Dataset entries:
########################################
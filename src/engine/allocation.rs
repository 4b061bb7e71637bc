use std::cmp::Ordering;

use alloy::primitives::{keccak256, Address, B256, U256};

use crate::model::amount::sum;
use crate::model::stake::staked;
use crate::model::{OperatorConfig, Pool, PoolId, StakeMap, TargetAllocation};

/// Inputs to the target computation. Everything is borrowed; the
/// computation is a pure function of these values.
pub struct AllocationInput<'a> {
    pub operator: Address,
    pub current_stakes: &'a StakeMap,
    pub free_balance: U256,
    /// Live candidates only (see [`live_candidates`]).
    pub candidates: &'a [Pool],
    pub undelegation_queue: U256,
    pub min_stake_per_pool: U256,
    pub max_pool_count: usize,
}

/// Filter indexer results down to sponsorships the operator may hold.
pub fn live_candidates(
    pools: &[Pool],
    current_stakes: &StakeMap,
    config: &OperatorConfig,
    now: u64,
) -> Vec<Pool> {
    pools
        .iter()
        .filter(|p| {
            let already_staked = !staked(current_stakes, &p.id).is_zero();
            p.is_live(now, already_staked, config.max_acceptable_min_operator_count)
        })
        .cloned()
        .collect()
}

/// Capital that may be spread over sponsorships this cycle.
///
/// Clamped at zero here, once: a queue larger than everything the operator
/// owns simply leaves nothing to stake.
pub fn total_stakeable(current_stakes: &StakeMap, free_balance: U256, queue: U256) -> U256 {
    (sum(current_stakes.values()) + free_balance).saturating_sub(queue)
}

/// Compute the per-pool target stakes.
///
/// Kept sponsorships (already staked) are always retained ahead of new
/// ones, new ones are ranked by payout rate with a per-operator hash as
/// the tie-break, and the stake beyond the per-pool minimum is split in
/// proportion to payout rate. Rounding remainders stay unallocated.
pub fn compute_targets(input: &AllocationInput<'_>) -> TargetAllocation {
    let total = total_stakeable(input.current_stakes, input.free_balance, input.undelegation_queue);
    let count = selection_count(input, total);

    let mut targets: TargetAllocation = input
        .current_stakes
        .keys()
        .map(|pool| (*pool, U256::ZERO))
        .collect();

    if count == 0 {
        return targets;
    }

    let (mut kept, mut potential): (Vec<&Pool>, Vec<&Pool>) = input
        .candidates
        .iter()
        .partition(|p| !staked(input.current_stakes, &p.id).is_zero());
    kept.sort_by(|a, b| rank(input.operator, a, b));
    potential.sort_by(|a, b| rank(input.operator, a, b));

    let selected: Vec<&Pool> = kept
        .into_iter()
        .chain(potential)
        .take(count)
        .collect();

    let min_stake = input.min_stake_per_pool;
    let reserved = min_stake * U256::from(selected.len());
    let proportional = total.saturating_sub(reserved);
    let rate_sum = sum(selected.iter().map(|p| &p.payout_per_second));

    for pool in &selected {
        let share = if rate_sum.is_zero() {
            U256::ZERO
        } else {
            proportional * pool.payout_per_second / rate_sum
        };
        targets.insert(pool.id, min_stake + share);
    }

    targets
}

/// `min(|candidates|, max_pool_count, floor(total / min_stake))`.
fn selection_count(input: &AllocationInput<'_>, total: U256) -> usize {
    let mut count = input.candidates.len().min(input.max_pool_count);
    if !input.min_stake_per_pool.is_zero() {
        let affordable = total / input.min_stake_per_pool;
        if affordable < U256::from(count) {
            count = affordable.to::<usize>();
        }
    }
    count
}

/// Ranking order: payout rate descending, then tie-break hash ascending.
fn rank(operator: Address, a: &Pool, b: &Pool) -> Ordering {
    b.payout_per_second
        .cmp(&a.payout_per_second)
        .then_with(|| tie_break(operator, &a.id).cmp(&tie_break(operator, &b.id)))
}

/// Stable per-operator tie-break: `keccak256(operator ++ pool)`.
///
/// Seeding by operator spreads operators over equally paying sponsorships
/// instead of having all of them pick the same one.
pub fn tie_break(operator: Address, pool: &PoolId) -> B256 {
    let mut buf = [0u8; 40];
    buf[..20].copy_from_slice(operator.as_slice());
    buf[20..].copy_from_slice(pool.as_slice());
    keccak256(buf)
}
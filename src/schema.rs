use schemars::schema_for;

use crate::model::OperatorConfig;

/// Generate and print the JSON Schema for `OperatorConfig`.
pub fn run() -> anyhow::Result<()> {
    let schema = schema_for!(OperatorConfig);
    let json = serde_json::to_string_pretty(&schema)?;
    println!("{json}");
    Ok(())
}
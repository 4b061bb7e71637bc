use alloy::primitives::{Address, U256};
use serde::Serialize;

use super::amount::{ser_amount, sum};
use super::pool::Pool;
use super::stake::StakeMap;

/// Everything the engine needs to know about one operator, read from the
/// query adapter at a single point in time.
#[derive(Debug, Clone, Serialize)]
#[serde(rename_all = "camelCase")]
pub struct OperatorSnapshot {
    pub operator: Address,
    #[serde(serialize_with = "ser_stakes")]
    pub stakes: StakeMap,
    #[serde(serialize_with = "ser_amount")]
    pub free_balance: U256,
    /// Every sponsorship the indexer returned, before liveness filtering.
    pub pools: Vec<Pool>,
    #[serde(serialize_with = "ser_amount")]
    pub undelegation_queue: U256,
    /// Protocol-wide minimum stake per sponsorship.
    #[serde(serialize_with = "ser_amount")]
    pub min_stake_per_pool: U256,
    /// Unix time the snapshot was taken.
    pub timestamp: u64,
}

impl OperatorSnapshot {
    /// Total operator value: staked plus free.
    pub fn total_value(&self) -> U256 {
        sum(self.stakes.values()) + self.free_balance
    }
}

fn ser_stakes<S>(stakes: &StakeMap, serializer: S) -> Result<S::Ok, S::Error>
where
    S: serde::Serializer,
{
    use serde::ser::SerializeMap;
    let mut map = serializer.serialize_map(Some(stakes.len()))?;
    for (pool, amount) in stakes {
        map.serialize_entry(&pool.to_string(), &amount.to_string())?;
    }
    map.end()
}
########################################
-- EXERCISE BRIEF --
Look over the records above and copy each line that includes the string "model".

-- FINISHED TASK --
use crate::model::amount::sum;
use crate::model::stake::staked;
use crate::model::{OperatorConfig, Pool, PoolId, StakeMap, TargetAllocation};
use crate::model::OperatorConfig;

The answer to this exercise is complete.